- **TASK DIRECTIONS**: Transcribe exactly the first line of the listing below and each line that follows it, ending with the line that contains "pub enum OutputFormat", and omit the remainder.

§

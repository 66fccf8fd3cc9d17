//! Configuration management for the CLI.

use crate::cli::IdentityArgs;
use crate::error::{CliError, Result};
use cikmap_fetch::FetchConfig;
use cikmap_pipeline::PipelineConfig;
use serde::{Deserialize, Serialize};
use std::fs;
use std::path::{Path, PathBuf};

/// CLI configuration.
///
/// ```toml
/// [settings]
/// color = true
/// format = "table"
///
/// [pipeline]
/// rate_per_second = 10.0
/// fetch_workers = 4
///
/// [pipeline.extractor]
/// window_radius = 200
///
/// [fetch]
/// contact_name = "Jane Analyst"
/// contact_email = "jane@example.com"
/// ```
#[derive(Debug, Clone, Default, PartialEq, Serialize, Deserialize)]
pub struct Config {
    /// Global settings
    #[serde(default)]
    pub settings: Settings,

    /// Pipeline settings
    #[serde(default)]
    pub pipeline: PipelineConfig,

    /// Archive client settings
    #[serde(default)]
    pub fetch: FetchConfig,
}

/// Global CLI settings.
#[derive(Debug, Clone, PartialEq, Serialize, Deserialize)]
pub struct Settings {
    /// Enable colored output
    #[serde(default = "default_true")]
    pub color: bool,

    /// Default output format
    #[serde(default = "default_format")]
    pub format: OutputFormat,
}

/// Output format.
#[derive(Debug, Clone, Copy, PartialEq, Eq, Serialize, Deserialize)]
#[serde(rename_all = "lowercase")]
pub enum OutputFormat {
    /// Table format
    Table,
    /// JSON format
    Json,
    /// Quiet (minimal) format
    Quiet,
}

impl Config {
    /// Get the default configuration file path.
    pub fn path() -> Result<PathBuf> {
        let home = dirs::home_dir()
            .ok_or_else(|| CliError::Config("Could not find home directory".into()))?;
        Ok(home.join(".cikmap").join("config.toml"))
    }

    /// Load configuration from `path`, or from the default location.
    ///
    /// An explicit path must exist; a missing default file yields defaults.
    pub fn load(path: Option<&Path>) -> Result<Self> {
        match path {
            Some(path) => Self::load_from(path),
            None => {
                let path = Self::path()?;
                if path.exists() {
                    Self::load_from(&path)
                } else {
                    Ok(Self::default())
                }
            }
        }
    }

    /// Load configuration from a specific file.
    pub fn load_from(path: &Path) -> Result<Self> {
        let contents = fs::read_to_string(path).map_err(|e| {
            CliError::Config(format!("Cannot read {}: {}", path.display(), e))
        })?;
        let config: Config = toml::from_str(&contents)?;
        Ok(config)
    }

    /// Save configuration to a file.
    pub fn save_to(&self, path: &Path) -> Result<()> {
        // Create parent directory if it doesn't exist
        if let Some(parent) = path.parent() {
            fs::create_dir_all(parent)?;
        }

        fs::write(path, self.to_toml()?)?;
        Ok(())
    }

    /// Serialize to TOML.
    pub fn to_toml(&self) -> Result<String> {
        toml::to_string_pretty(self)
            .map_err(|e| CliError::Config(format!("Failed to serialize config: {}", e)))
    }

    /// Fill the contact identity from flags or environment.
    pub fn apply_identity(&mut self, identity: &IdentityArgs) {
        if let Some(name) = &identity.sec_name {
            self.fetch.contact_name = name.clone();
        }
        if let Some(email) = &identity.sec_email {
            self.fetch.contact_email = email.clone();
        }
    }
}

impl Default for Settings {
    fn default() -> Self {
        Self {
            color: true,
            format: OutputFormat::Table,
        }
    }
}

fn default_true() -> bool {
    true
}

fn default_format() -> OutputFormat {
    OutputFormat::Table
}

§

- **ANSWER TO THIS TASK**:
repository 66fccf8fd3cc9d17
//! Configuration management for the CLI.

use crate::cli::IdentityArgs;
use crate::error::{CliError, Result};
use cikmap_fetch::FetchConfig;
use cikmap_pipeline::PipelineConfig;
use serde::{Deserialize, Serialize};
use std::fs;
use std::path::{Path, PathBuf};

/// CLI configuration.
///
/// ```toml
/// [settings]
/// color = true
/// format = "table"
///
/// [pipeline]
/// rate_per_second = 10.0
/// fetch_workers = 4
///
/// [pipeline.extractor]
/// window_radius = 200
///
/// [fetch]
/// contact_name = "Jane Analyst"
/// contact_email = "jane@example.com"
/// ```
#[derive(Debug, Clone, Default, PartialEq, Serialize, Deserialize)]
pub struct Config {
    /// Global settings
    #[serde(default)]
    pub settings: Settings,

    /// Pipeline settings
    #[serde(default)]
    pub pipeline: PipelineConfig,

    /// Archive client settings
    #[serde(default)]
    pub fetch: FetchConfig,
}

/// Global CLI settings.
#[derive(Debug, Clone, PartialEq, Serialize, Deserialize)]
pub struct Settings {
    /// Enable colored output
    #[serde(default = "default_true")]
    pub color: bool,

    /// Default output format
    #[serde(default = "default_format")]
    pub format: OutputFormat,
}

/// Output format.
#[derive(Debug, Clone, Copy, PartialEq, Eq, Serialize, Deserialize)]
#[serde(rename_all = "lowercase")]
pub enum OutputFormat {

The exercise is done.